◆ **Exercise aim**: Scan the entries below for the word "AtomicUsize" and copy every line where it turns up.

**** Material to process

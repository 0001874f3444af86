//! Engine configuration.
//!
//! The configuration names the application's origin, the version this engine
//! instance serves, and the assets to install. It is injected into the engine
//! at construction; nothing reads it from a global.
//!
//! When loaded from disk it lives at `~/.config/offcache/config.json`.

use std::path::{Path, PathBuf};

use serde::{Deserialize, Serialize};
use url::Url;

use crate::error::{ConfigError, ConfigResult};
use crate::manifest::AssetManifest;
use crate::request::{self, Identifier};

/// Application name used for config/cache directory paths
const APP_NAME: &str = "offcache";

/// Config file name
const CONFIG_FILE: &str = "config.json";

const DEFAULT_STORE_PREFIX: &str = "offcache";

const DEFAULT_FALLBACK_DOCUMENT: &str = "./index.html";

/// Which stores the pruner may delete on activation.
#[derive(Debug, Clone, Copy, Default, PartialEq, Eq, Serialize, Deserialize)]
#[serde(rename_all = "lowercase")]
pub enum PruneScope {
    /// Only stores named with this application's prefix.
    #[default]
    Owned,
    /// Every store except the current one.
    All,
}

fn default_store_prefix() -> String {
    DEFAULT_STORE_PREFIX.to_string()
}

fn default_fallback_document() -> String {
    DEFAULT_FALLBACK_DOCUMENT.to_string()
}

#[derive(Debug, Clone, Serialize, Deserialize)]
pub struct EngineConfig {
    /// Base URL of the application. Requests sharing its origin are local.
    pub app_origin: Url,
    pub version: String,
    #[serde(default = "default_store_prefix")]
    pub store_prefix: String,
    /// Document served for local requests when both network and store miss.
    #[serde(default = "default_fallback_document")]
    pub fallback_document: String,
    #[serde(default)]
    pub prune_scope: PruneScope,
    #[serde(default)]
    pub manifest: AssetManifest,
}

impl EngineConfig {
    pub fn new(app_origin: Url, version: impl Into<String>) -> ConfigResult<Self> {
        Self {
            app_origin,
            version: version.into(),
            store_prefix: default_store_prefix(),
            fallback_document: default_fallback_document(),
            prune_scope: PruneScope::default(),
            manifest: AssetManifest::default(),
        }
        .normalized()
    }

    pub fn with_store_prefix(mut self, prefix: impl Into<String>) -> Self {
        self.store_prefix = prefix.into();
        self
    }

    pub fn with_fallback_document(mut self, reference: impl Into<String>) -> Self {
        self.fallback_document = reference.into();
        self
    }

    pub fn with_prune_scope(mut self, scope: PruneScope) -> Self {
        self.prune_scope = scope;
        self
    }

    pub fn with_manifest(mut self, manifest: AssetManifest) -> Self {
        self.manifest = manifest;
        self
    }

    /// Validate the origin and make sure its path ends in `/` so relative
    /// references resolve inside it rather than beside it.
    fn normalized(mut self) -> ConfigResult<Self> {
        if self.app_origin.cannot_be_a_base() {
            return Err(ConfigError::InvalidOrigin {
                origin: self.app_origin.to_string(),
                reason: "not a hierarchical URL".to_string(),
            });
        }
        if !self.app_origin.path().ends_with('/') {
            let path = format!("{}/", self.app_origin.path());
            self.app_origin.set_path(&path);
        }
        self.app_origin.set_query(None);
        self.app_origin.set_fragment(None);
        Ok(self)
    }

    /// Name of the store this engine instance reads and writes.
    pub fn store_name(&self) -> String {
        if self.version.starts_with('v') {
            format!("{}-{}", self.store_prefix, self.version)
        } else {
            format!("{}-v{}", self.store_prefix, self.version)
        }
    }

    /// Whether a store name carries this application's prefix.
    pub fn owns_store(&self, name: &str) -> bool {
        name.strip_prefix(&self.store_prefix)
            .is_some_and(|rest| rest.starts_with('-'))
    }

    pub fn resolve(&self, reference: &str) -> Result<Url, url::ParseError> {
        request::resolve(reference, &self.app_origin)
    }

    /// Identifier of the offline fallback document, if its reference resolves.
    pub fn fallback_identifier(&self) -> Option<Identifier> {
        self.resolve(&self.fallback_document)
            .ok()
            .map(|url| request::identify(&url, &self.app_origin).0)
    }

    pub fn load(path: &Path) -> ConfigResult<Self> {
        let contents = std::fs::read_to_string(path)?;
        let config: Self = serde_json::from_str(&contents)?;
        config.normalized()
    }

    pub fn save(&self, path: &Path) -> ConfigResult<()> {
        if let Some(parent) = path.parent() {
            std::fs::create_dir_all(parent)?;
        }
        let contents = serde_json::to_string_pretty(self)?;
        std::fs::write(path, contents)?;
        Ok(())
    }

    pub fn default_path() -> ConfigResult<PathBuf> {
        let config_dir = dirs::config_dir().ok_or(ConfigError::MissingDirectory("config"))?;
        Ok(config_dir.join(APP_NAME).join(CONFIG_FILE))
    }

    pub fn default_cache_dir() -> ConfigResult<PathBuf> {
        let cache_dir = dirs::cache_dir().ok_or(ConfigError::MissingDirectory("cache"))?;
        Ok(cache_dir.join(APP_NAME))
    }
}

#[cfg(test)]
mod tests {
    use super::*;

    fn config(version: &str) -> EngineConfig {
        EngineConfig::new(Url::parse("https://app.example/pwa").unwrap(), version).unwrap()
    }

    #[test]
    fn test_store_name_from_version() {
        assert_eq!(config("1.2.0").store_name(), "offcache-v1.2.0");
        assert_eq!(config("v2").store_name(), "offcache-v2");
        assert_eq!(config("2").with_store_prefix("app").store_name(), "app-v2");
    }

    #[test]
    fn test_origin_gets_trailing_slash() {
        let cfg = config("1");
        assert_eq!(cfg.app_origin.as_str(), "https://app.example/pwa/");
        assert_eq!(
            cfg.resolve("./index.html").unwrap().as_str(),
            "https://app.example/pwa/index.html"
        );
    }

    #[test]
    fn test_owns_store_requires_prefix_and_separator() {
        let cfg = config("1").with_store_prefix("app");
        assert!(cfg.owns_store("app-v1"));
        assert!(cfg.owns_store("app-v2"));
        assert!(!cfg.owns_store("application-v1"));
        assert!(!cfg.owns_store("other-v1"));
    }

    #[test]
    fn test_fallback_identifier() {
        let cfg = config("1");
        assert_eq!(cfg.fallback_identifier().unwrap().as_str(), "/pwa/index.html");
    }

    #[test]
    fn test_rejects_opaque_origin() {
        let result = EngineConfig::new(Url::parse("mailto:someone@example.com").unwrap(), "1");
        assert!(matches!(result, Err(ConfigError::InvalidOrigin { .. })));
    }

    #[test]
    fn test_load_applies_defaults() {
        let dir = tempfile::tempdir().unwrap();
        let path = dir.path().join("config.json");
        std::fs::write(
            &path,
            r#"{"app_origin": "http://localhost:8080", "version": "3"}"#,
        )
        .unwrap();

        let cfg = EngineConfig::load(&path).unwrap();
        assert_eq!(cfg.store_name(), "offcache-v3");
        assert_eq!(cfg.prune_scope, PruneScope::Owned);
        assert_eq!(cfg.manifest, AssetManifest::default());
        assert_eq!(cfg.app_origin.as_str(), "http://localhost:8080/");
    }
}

********
**** Material to process

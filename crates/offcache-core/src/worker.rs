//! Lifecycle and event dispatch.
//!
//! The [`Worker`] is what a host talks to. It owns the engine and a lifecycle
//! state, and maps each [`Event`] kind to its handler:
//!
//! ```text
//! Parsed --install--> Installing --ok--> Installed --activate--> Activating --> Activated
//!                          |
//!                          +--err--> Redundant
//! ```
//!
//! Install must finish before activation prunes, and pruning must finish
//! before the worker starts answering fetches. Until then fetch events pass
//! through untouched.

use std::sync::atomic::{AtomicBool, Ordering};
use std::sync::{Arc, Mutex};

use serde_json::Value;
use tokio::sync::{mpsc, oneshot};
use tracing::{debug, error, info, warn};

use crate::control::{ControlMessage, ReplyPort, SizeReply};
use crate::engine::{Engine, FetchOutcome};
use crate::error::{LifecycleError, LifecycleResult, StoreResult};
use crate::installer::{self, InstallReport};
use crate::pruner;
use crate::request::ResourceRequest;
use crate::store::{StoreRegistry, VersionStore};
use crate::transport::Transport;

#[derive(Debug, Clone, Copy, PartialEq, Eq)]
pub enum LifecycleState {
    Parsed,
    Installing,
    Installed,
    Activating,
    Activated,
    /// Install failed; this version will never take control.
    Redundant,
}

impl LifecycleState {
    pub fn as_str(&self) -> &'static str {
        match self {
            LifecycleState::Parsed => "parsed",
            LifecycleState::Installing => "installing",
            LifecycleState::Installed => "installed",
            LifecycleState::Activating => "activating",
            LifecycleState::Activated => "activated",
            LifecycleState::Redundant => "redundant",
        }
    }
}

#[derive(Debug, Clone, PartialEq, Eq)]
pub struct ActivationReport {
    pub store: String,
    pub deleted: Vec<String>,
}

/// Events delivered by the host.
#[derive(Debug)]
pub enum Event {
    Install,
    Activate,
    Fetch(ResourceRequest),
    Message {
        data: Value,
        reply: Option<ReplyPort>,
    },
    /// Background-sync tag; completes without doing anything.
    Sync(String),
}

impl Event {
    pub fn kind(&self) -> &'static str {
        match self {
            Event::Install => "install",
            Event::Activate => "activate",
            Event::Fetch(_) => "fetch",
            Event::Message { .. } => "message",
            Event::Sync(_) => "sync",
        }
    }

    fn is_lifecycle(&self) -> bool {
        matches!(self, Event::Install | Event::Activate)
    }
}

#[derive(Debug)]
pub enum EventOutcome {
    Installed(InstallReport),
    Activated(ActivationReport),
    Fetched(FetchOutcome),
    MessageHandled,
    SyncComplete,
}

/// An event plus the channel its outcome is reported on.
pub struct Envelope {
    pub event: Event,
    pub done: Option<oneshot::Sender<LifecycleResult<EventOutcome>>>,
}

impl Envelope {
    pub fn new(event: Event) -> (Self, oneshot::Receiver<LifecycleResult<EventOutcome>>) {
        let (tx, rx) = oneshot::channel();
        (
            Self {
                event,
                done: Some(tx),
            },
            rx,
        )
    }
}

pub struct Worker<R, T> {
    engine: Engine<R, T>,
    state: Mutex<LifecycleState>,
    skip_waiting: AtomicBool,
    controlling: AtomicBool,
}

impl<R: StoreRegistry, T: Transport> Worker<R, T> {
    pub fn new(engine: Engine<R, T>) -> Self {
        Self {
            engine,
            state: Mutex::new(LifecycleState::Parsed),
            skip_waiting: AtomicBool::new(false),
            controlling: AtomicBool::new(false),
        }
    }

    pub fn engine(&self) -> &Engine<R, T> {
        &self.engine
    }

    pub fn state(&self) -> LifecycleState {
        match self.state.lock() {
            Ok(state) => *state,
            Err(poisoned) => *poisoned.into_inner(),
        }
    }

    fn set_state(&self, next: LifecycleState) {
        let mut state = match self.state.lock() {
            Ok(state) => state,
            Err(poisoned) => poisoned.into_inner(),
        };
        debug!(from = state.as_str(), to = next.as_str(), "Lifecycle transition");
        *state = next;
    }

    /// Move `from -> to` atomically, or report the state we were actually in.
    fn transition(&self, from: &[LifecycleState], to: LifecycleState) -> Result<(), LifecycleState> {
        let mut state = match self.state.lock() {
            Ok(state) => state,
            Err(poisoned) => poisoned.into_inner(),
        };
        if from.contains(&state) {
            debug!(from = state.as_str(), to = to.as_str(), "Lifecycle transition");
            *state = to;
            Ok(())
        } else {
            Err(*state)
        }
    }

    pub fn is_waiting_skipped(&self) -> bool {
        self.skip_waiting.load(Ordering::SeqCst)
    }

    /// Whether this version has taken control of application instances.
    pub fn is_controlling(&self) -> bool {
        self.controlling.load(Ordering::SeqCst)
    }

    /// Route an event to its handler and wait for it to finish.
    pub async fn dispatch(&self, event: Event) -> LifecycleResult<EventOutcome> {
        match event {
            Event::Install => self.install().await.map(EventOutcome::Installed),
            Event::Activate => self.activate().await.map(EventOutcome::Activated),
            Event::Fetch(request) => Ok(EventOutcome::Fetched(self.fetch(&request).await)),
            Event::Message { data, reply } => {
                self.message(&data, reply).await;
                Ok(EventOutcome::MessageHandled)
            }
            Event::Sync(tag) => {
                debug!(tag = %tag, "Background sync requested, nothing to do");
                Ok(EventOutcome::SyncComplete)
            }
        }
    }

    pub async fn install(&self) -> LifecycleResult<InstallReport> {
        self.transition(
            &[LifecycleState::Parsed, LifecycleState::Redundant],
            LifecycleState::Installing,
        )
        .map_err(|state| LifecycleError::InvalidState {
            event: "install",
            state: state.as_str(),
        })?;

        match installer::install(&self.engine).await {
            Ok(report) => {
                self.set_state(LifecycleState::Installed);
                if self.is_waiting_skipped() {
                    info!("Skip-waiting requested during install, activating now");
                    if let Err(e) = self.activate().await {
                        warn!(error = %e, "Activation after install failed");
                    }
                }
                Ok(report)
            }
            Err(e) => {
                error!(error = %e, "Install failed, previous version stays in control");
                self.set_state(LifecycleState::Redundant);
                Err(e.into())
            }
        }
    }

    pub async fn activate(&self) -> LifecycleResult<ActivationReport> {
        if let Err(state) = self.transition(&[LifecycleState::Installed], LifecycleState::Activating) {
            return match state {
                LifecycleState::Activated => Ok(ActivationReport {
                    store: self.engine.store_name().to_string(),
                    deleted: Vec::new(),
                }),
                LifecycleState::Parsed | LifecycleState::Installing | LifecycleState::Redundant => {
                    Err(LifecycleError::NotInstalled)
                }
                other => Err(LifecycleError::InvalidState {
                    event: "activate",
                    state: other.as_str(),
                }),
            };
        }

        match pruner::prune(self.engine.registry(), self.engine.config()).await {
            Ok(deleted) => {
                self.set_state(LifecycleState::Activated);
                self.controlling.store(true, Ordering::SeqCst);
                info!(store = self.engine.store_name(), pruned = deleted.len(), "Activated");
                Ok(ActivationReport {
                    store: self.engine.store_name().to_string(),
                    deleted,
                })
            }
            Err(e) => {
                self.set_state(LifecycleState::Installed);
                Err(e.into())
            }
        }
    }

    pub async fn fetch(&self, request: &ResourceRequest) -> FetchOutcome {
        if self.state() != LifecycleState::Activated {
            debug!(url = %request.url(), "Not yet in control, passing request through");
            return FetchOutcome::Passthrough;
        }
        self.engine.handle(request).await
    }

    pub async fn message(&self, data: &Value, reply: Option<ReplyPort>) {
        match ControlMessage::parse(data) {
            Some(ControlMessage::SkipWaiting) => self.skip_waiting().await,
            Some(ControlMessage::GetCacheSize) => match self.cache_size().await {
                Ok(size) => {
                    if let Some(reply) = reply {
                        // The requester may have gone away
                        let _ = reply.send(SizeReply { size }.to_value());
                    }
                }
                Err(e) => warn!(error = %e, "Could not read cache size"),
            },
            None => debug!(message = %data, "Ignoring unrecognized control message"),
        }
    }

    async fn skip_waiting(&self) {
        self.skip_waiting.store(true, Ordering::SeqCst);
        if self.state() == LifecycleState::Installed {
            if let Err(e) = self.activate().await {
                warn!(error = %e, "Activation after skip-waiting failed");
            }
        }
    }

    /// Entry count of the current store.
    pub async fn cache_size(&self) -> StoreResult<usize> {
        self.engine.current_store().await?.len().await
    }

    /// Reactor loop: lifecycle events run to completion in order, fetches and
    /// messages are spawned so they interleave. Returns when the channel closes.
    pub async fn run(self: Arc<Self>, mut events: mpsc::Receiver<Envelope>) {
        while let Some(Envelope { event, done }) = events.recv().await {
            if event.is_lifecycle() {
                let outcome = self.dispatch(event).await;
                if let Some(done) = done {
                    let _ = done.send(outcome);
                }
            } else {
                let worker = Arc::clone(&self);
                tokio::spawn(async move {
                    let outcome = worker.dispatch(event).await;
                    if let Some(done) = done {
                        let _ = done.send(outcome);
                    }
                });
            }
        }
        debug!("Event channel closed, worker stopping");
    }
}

********
**** Material to process

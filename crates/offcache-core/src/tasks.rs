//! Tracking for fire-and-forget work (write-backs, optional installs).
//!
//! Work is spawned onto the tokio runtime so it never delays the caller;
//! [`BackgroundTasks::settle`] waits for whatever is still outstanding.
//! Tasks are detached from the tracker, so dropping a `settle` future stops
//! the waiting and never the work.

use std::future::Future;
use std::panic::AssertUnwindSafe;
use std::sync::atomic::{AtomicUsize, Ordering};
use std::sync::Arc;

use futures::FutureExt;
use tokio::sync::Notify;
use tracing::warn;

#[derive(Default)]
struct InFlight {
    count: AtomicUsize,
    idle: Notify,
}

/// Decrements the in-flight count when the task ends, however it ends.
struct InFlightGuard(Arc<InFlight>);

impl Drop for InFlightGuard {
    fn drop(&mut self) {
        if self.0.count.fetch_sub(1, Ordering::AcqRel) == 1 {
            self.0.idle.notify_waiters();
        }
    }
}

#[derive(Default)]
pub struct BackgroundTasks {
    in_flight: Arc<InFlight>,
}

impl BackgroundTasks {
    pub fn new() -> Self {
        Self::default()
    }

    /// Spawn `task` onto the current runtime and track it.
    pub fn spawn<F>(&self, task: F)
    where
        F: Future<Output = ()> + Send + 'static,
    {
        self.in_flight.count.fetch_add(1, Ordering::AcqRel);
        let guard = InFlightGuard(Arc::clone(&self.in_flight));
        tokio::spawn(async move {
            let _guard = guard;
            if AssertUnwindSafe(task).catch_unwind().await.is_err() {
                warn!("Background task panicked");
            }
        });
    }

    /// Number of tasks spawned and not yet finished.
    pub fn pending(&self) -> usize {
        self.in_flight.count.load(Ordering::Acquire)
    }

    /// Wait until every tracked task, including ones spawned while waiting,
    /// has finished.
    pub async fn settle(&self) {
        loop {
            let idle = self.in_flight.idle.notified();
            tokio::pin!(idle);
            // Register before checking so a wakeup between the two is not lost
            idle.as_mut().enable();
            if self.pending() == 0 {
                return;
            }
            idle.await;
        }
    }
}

********

◆ **Solution**:
use std::sync::atomic::{AtomicUsize, Ordering};
    count: AtomicUsize,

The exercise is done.